Se rendant dans l’ancienne citée phénicienne de Tyr au début des années 70, mes proches ont lié conversation avec un habitant sur les richesses libanaises. Ce dernier avait alors déclaré qu’heureusement que les autorités libanaises n’ont pas « découvert » de pétrole, alors même que le Liban était entouré par celles au large de Haifa en Israël et de Lattaquié en Syrie, empêchant ainsi nos 2 voisins d’envahir le Pays des Cèdres. L’Histoire a démontré le contraire, la guerre civile de 1975 à 1990 en est le cruel exemple.

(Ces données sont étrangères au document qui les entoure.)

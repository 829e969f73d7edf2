//! OrderDetail view. The `id` route parameter is forwarded to the backend as
//! given; links back to the view re-encode it as a single path segment.
//!
//! GET  /orders/:id       - Show the order
//! POST /orders/:id/items - Add an item from the form, then back to the order
//! POST /orders/:id/pay   - Pay and show the receipt

use askama::Template;
use axum::extract::Path;
use axum::response::Redirect;
use axum::{Extension, Form};
use serde::Deserialize;
use tracing::info;

use super::{render, ViewError, ViewResult};
use crate::api::ApiClient;
use crate::models::{Order, OrderLine, PaymentReceipt};
use crate::routes::Route;

#[derive(Template)]
#[template(path = "order_detail.html")]
struct OrderDetailTemplate {
    title: String,
    detail: String,
    order: Order,
}

#[derive(Template)]
#[template(path = "receipt.html")]
struct ReceiptTemplate {
    title: &'static str,
    detail: String,
    receipt: PaymentReceipt,
}

#[derive(Debug, Deserialize)]
pub struct AddItemForm {
    pub product_id: i64,
    pub quantity: i64,
}

pub async fn show(Extension(api): Extension<ApiClient>, Path(id): Path<String>) -> ViewResult {
    let order = api.orders().get_by_id(&id).await?;
    render(&OrderDetailTemplate {
        title: format!("Order #{}", order.id),
        detail: Route::OrderDetail { id }.path(),
        order,
    })
}

pub async fn add_item(
    Extension(api): Extension<ApiClient>,
    Path(id): Path<String>,
    Form(form): Form<AddItemForm>,
) -> Result<Redirect, ViewError> {
    let item = api
        .orders()
        .add_item(
            &id,
            &OrderLine {
                product_id: form.product_id,
                quantity: form.quantity,
            },
        )
        .await?;

    info!(
        "Added product {} x{} to order {}",
        item.product_id, item.quantity, id
    );
    Ok(Redirect::to(&Route::OrderDetail { id }.path()))
}

pub async fn pay(Extension(api): Extension<ApiClient>, Path(id): Path<String>) -> ViewResult {
    let receipt = api.orders().pay(&id).await?;
    info!(
        "Order {} paid, reference {}",
        receipt.order.id, receipt.payment_reference
    );
    render(&ReceiptTemplate {
        title: "Payment",
        detail: Route::OrderDetail { id }.path(),
        receipt,
    })
}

Au cours des années 90, à l’occasion d’une réception, le sujet a encore été abordé avec, cette fois-ci, un haut fonctionnaire libanais à la retraite, qui fut en charge de différents dossiers d’ordre économique. Il nous confirmait ainsi la découverte de pétrole sur le territoire libanais et notamment dans la Békaa et au Sud Liban, découverte rapidement cachée au public pour les raisons géostratégiques sus-mentionnées. Le Liban pouvait ainsi posséder jusqu’à 600 millions de barils de pétrole. Toujours, selon lui, les plans des découvertes libanaises stockés sur microfilm dans les années 60 ont disparu durant la guerre civile, vraisembablement emportées par les belligérants, il serait intéressant de savoir de quels belligérants il s’agit, est-ce que ces documents ont disparu comme tant d’autres durant l’invasion israélienne de 1982, avant cette invasion ou après. Aigri par les erreurs faites selon lui dans ses années, il aurait aimé que le Liban exploite ces ressources, afin de réduire les différentes fractures sociales, afin de renforcer les institutions de l’état et notamment l’institution militaire et peut-être, aurait-on à ce moment là, évité la guerre civile, selon lui.

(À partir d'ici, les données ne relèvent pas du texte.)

//! Server-rendered views for the UI shell.
//!
//! Pages are askama templates under `templates/`, all extending `base.html`.
//!
//! - `home`: landing page
//! - `products`: product list and create form
//! - `orders`: order list and create form
//! - `order_detail`: a single order, add-item form and payment

pub mod home;
pub mod order_detail;
pub mod orders;
pub mod products;

use askama::Template;
use axum::http::StatusCode;
use axum::response::{Html, IntoResponse, Response};
use thiserror::Error;
use tracing::{error, warn};

use crate::api::ApiError;

#[derive(Template)]
#[template(path = "error.html")]
struct ErrorTemplate<'a> {
    title: &'a str,
    message: &'a str,
}

/// A failure surfaced to the browser.
///
/// Non-2xx backend responses keep their status code; transport and decode
/// failures become 502 Bad Gateway, rendering failures 500.
#[derive(Error, Debug)]
pub enum ViewError {
    #[error(transparent)]
    Backend(#[from] ApiError),

    #[error("Template rendering failed: {0}")]
    Render(#[from] askama::Error),
}

impl IntoResponse for ViewError {
    fn into_response(self) -> Response {
        let (status, message) = match &self {
            ViewError::Backend(err @ ApiError::Status { status, .. }) => {
                warn!("Backend rejected request: {}", err);
                (*status, err.message())
            }
            ViewError::Backend(err) => {
                error!("Backend call failed: {}", err);
                (StatusCode::BAD_GATEWAY, err.message())
            }
            ViewError::Render(err) => {
                error!("Failed to render view: {}", err);
                (
                    StatusCode::INTERNAL_SERVER_ERROR,
                    "Internal error".to_string(),
                )
            }
        };

        error_page(status, "Error", &message)
    }
}

pub type ViewResult = Result<Html<String>, ViewError>;

/// Render a page template into an HTML response body.
pub fn render<T: Template>(template: &T) -> ViewResult {
    Ok(Html(template.render()?))
}

fn error_page(status: StatusCode, title: &str, message: &str) -> Response {
    match (ErrorTemplate { title, message }).render() {
        Ok(html) => (status, Html(html)).into_response(),
        Err(err) => {
            error!("Failed to render error page: {}", err);
            (status, message.to_string()).into_response()
        }
    }
}

pub async fn not_found() -> Response {
    error_page(
        StatusCode::NOT_FOUND,
        "Not Found",
        "No view matches this path.",
    )
}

On peut également rappeler le problème de l’eau, problème posé depuis les années 1950 et le projet Litani mené par le Liban. Face aux menaces israéliennes d’entreprendre une opération militaire y compris contre les ressortissants américains impliqués dans le projet, le Liban n’avait pu achever que la construction de l’unique barrage de Karaoun dans la Békaa. Ces menaces avaient été réitérées indirectement par le ministre des AF israélien dans les années 90, Shimon Perez, qui estimait que « l’eau de pluie appartient à tout le monde », sauf que si le Liban ne peut disposer actuellement des eaux d’un fleuve qui ne coule exclusivement que sur son territoire, conformément au droit international, c’était en raison des menaces israéliennes depuis les années 50.

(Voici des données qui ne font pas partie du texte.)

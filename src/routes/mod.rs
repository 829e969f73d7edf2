//! Client-side route table and the Axum router that serves it.
//!
//! | Path           | View        | Parameters |
//! |----------------|-------------|------------|
//! | `/`            | Home        | none       |
//! | `/products`    | Products    | none       |
//! | `/orders`      | Orders      | none       |
//! | `/orders/{id}` | OrderDetail | `id`       |
//!
//! The views also accept the form posts their pages submit
//! (`POST /products`, `POST /orders`, `POST /orders/{id}/items`,
//! `POST /orders/{id}/pay`).

use axum::routing::{get, post};
use axum::Router;
use percent_encoding::{percent_decode_str, utf8_percent_encode, AsciiSet, CONTROLS};

use crate::views;

/// Characters escaped when an id is written into a single path segment.
/// Covers the URL path-segment set plus the HTML-significant `&` and `'`, so
/// an encoded path is also safe inside a quoted attribute.
const SEGMENT: &AsciiSet = &CONTROLS
    .add(b' ')
    .add(b'"')
    .add(b'#')
    .add(b'%')
    .add(b'&')
    .add(b'\'')
    .add(b'/')
    .add(b'<')
    .add(b'>')
    .add(b'?')
    .add(b'`')
    .add(b'{')
    .add(b'}');

/// A view the shell can render, with its inputs.
#[derive(Debug, Clone, PartialEq, Eq)]
pub enum Route {
    Home,
    Products,
    Orders,
    OrderDetail { id: String },
}

impl Route {
    /// Path patterns, in table order.
    pub const PATTERNS: [&'static str; 4] = ["/", "/products", "/orders", "/orders/{id}"];

    /// Match a request path against the table. A trailing slash is ignored;
    /// `/orders/{id}` captures any single non-empty segment, percent-decoded.
    pub fn recognize(path: &str) -> Option<Route> {
        let trimmed = path.trim_end_matches('/');
        let segments: Vec<&str> = if trimmed.is_empty() {
            Vec::new()
        } else {
            trimmed.strip_prefix('/')?.split('/').collect()
        };

        match segments.as_slice() {
            [] => Some(Route::Home),
            ["products"] => Some(Route::Products),
            ["orders"] => Some(Route::Orders),
            ["orders", id] if !id.is_empty() => {
                let id = percent_decode_str(id).decode_utf8().ok()?;
                Some(Route::OrderDetail { id: id.into_owned() })
            }
            _ => None,
        }
    }

    /// The path of this view. An `OrderDetail` id is percent-encoded as one
    /// segment.
    pub fn path(&self) -> String {
        match self {
            Route::Home => "/".to_string(),
            Route::Products => "/products".to_string(),
            Route::Orders => "/orders".to_string(),
            Route::OrderDetail { id } => {
                format!("/orders/{}", utf8_percent_encode(id, SEGMENT))
            }
        }
    }

    pub fn name(&self) -> &'static str {
        match self {
            Route::Home => "Home",
            Route::Products => "Products",
            Route::Orders => "Orders",
            Route::OrderDetail { .. } => "OrderDetail",
        }
    }
}

/// Build the view router. Handlers expect an `Extension<ApiClient>` layer.
pub fn router() -> Router {
    Router::new()
        .route("/", get(views::home::show))
        .route(
            "/products",
            get(views::products::list).post(views::products::create),
        )
        .route("/orders", get(views::orders::list).post(views::orders::create))
        .route("/orders/{id}", get(views::order_detail::show))
        .route("/orders/{id}/items", post(views::order_detail::add_item))
        .route("/orders/{id}/pay", post(views::order_detail::pay))
        .fallback(views::not_found)
}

A la problématique pétrole-eau, se rajoute aujourd’hui celle du gaz via la délimitation des zones maritimes exécutives, ce qui fait d’ailleurs dire par certains médias qu’il y a de « l’eau dans le gaz », selon l’expression qui est dans un tel cas, bien consacré.
Les autorités libanaises prolongent par une ligne droite -comme on peut le constater pour les zones des bandes de Gaza ou des espaces égyptiens – les frontières libanaises terrestres conformément au droit international prévu par les différentes conventions sur les espaces maritimes pour arriver du point 1B au point 23, alors que les autorités israéliennes, elles, contestant déjà le point 1B qui pourrait être le point de départ des frontières terrestres – la ligne bleue étant une ligne de démarcation qui ne représente en rien déjà la frontière finale qui devrait être un des nombreux contentieux que devrait aborder toute discussion de Paix, il s’agit donc d’une nouvelle violation des droits du Liban, d’une nouvelle démonstration de l’incapacité des autorités israéliennes à faire un pas vers la Paix, puisqu’elles refusent déjà à la base la reconnaissance d’un point de départ d’un futur tracé des frontières, refus qui s’ajoute aux différentes violations du territoire et de l’espace aérien libanais depuis la conclusion du conflit de juillet 2006 -, choisissent d’infléchir en leur faveur donc vers le Nord la ligne de partage, cela pour une raison inconnue et d’arriver au point 1 en mer, distant de 17 km du point 1. Le triangle ainsi contesté représente une surface d’environ 1 000 km^2.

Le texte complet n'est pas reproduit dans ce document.